+++ DATASET +++
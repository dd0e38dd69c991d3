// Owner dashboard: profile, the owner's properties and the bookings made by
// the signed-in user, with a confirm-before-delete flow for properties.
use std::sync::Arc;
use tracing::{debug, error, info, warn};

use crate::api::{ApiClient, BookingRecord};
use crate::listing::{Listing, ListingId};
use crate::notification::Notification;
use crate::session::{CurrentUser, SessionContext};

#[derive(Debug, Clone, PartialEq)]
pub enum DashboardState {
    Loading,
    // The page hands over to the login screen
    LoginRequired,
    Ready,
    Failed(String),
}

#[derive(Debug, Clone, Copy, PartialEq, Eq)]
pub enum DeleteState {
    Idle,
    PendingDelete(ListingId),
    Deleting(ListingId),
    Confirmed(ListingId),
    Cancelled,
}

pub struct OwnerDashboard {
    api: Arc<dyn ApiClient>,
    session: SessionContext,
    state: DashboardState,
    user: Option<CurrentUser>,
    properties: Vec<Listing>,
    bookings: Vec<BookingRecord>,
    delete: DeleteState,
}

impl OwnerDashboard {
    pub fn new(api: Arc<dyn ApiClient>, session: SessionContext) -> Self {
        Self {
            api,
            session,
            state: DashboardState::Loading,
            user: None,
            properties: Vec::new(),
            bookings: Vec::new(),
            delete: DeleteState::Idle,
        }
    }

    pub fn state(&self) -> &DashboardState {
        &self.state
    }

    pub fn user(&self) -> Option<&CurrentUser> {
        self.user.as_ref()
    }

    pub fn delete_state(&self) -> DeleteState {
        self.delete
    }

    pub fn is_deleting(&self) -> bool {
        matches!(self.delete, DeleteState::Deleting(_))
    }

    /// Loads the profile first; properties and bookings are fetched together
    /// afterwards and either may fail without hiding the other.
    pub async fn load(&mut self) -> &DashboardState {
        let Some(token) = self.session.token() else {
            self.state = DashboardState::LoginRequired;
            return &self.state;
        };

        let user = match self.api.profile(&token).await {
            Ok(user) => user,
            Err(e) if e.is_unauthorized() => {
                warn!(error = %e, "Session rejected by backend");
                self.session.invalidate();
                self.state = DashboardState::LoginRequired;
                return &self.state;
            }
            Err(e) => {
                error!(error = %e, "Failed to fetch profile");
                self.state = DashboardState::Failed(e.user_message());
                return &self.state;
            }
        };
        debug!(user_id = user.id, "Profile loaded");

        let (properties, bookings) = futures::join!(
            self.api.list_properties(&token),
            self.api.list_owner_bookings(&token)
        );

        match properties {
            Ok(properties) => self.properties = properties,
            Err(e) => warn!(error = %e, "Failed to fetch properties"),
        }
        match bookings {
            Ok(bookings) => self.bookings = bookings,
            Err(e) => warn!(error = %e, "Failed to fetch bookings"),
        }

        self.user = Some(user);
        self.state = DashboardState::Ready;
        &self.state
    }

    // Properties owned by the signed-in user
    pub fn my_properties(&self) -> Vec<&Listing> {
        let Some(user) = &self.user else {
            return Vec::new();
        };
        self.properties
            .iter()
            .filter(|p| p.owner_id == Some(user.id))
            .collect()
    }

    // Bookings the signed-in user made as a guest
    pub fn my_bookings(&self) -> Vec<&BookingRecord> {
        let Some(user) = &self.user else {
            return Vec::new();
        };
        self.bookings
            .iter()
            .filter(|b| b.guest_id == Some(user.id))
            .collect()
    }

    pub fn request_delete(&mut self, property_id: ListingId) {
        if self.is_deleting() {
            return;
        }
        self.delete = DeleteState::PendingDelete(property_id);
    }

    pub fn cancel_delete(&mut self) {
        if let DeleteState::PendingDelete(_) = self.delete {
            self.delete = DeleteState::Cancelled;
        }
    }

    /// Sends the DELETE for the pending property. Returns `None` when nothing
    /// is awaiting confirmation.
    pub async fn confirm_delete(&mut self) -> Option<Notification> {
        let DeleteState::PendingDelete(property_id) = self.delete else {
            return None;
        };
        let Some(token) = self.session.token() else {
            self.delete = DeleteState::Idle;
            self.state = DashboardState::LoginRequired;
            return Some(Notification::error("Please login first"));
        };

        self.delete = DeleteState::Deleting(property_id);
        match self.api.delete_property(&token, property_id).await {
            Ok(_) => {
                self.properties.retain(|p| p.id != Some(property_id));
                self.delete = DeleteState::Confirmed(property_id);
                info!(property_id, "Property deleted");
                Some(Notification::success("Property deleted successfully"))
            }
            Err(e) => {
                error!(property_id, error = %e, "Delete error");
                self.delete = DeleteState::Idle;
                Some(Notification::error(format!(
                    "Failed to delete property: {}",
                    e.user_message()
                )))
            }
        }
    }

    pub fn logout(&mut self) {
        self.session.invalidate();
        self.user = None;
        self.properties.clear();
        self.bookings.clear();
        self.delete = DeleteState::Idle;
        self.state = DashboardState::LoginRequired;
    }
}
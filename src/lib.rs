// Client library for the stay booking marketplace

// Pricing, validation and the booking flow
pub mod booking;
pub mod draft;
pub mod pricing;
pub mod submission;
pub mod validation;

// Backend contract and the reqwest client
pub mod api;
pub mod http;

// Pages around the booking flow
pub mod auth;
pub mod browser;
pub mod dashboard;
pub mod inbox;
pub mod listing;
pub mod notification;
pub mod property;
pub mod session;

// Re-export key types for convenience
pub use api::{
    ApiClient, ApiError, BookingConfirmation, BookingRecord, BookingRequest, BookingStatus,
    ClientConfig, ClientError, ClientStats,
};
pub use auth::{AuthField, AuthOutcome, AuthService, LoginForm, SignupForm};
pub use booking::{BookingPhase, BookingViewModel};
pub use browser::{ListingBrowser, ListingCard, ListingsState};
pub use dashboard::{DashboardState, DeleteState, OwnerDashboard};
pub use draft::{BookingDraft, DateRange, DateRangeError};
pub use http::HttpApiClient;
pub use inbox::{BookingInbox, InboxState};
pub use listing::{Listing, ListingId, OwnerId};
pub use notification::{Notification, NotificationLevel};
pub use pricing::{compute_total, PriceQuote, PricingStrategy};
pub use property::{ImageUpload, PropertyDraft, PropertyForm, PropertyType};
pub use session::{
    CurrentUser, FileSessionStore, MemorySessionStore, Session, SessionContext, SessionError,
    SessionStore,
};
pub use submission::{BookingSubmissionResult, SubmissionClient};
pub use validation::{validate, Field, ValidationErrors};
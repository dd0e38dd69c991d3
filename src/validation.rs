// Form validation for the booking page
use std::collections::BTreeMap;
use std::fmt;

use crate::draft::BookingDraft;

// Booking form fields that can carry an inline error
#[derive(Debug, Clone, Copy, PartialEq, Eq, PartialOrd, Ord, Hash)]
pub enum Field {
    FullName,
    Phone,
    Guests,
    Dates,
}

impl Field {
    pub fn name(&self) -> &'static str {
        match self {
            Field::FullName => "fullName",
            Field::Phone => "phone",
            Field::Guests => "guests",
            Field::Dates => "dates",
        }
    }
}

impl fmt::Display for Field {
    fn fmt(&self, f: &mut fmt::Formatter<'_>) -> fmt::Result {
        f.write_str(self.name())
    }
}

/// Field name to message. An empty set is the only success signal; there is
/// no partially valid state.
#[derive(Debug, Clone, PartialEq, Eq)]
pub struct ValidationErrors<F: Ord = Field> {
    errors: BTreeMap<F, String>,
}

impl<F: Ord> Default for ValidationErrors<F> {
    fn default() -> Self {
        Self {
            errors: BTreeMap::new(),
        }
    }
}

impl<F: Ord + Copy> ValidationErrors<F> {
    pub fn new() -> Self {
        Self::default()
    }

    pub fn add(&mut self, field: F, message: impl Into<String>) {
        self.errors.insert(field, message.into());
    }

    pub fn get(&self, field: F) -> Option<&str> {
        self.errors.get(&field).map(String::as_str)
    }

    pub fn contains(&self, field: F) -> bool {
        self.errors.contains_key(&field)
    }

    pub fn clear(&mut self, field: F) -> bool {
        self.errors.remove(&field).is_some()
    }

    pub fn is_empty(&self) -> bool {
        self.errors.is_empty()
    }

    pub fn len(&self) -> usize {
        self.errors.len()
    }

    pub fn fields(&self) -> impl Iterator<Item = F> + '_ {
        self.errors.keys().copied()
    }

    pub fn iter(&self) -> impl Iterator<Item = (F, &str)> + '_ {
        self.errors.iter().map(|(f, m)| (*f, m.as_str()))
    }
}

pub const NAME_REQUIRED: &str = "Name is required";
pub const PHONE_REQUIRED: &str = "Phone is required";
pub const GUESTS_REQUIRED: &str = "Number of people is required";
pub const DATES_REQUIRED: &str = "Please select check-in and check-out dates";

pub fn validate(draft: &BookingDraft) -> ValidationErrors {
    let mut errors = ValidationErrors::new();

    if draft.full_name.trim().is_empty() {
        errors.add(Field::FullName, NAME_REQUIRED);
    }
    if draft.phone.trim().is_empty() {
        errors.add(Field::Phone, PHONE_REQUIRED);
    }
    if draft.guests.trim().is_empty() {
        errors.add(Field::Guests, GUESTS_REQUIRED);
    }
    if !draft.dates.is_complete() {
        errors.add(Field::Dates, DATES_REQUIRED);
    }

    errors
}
+++
ASSIGNED TASK:
The required output is every line above from the one with "self.delete = DeleteState::Confirmed(property_id);" down to the one with "pub fn logout(&mut", restated word for word, ends included.

RESPONSE AREA:
                self.delete = DeleteState::Confirmed(property_id);
                info!(property_id, "Property deleted");
                Some(Notification::success("Property deleted successfully"))
            }
            Err(e) => {
                error!(property_id, error = %e, "Delete error");
                self.delete = DeleteState::Idle;
                Some(Notification::error(format!(
                    "Failed to delete property: {}",
                    e.user_message()
                )))
            }
        }
    }

    pub fn logout(&mut self) {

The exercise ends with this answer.